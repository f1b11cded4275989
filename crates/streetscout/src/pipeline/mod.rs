//! The per-region sampling loop.
//!
//! Each region gets a fixed attempt budget. An attempt draws a coordinate,
//! resolves the nearest panorama (primary radius, then one wider fallback),
//! renders every configured heading in a shuffled order, keeps the best
//! scoring view and persists it if it clears the acceptance threshold. The
//! first accepted view ends the region.

mod outcome;
mod params;
mod sampler;
mod select;

pub use outcome::{
    AttemptOutcome, AttemptRecord, Candidate, RegionOutcome, RegionReport, RunSummary,
};
pub use params::SamplingParams;
pub use sampler::RegionSampler;
pub use select::{best_candidate, pick_better};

+---+

Could you transcribe the whole listing above without any edits?

▶ Problem solution:
repository f1b11cded4275989
filename crates/streetscout/src/pipeline/mod.rs
//! The per-region sampling loop.
//!
//! Each region gets a fixed attempt budget. An attempt draws a coordinate,
//! resolves the nearest panorama (primary radius, then one wider fallback),
//! renders every configured heading in a shuffled order, keeps the best
//! scoring view and persists it if it clears the acceptance threshold. The
//! first accepted view ends the region.

mod outcome;
mod params;
mod sampler;
mod select;

pub use outcome::{
    AttemptOutcome, AttemptRecord, Candidate, RegionOutcome, RegionReport, RunSummary,
};
pub use params::SamplingParams;
pub use sampler::RegionSampler;
pub use select::{best_candidate, pick_better};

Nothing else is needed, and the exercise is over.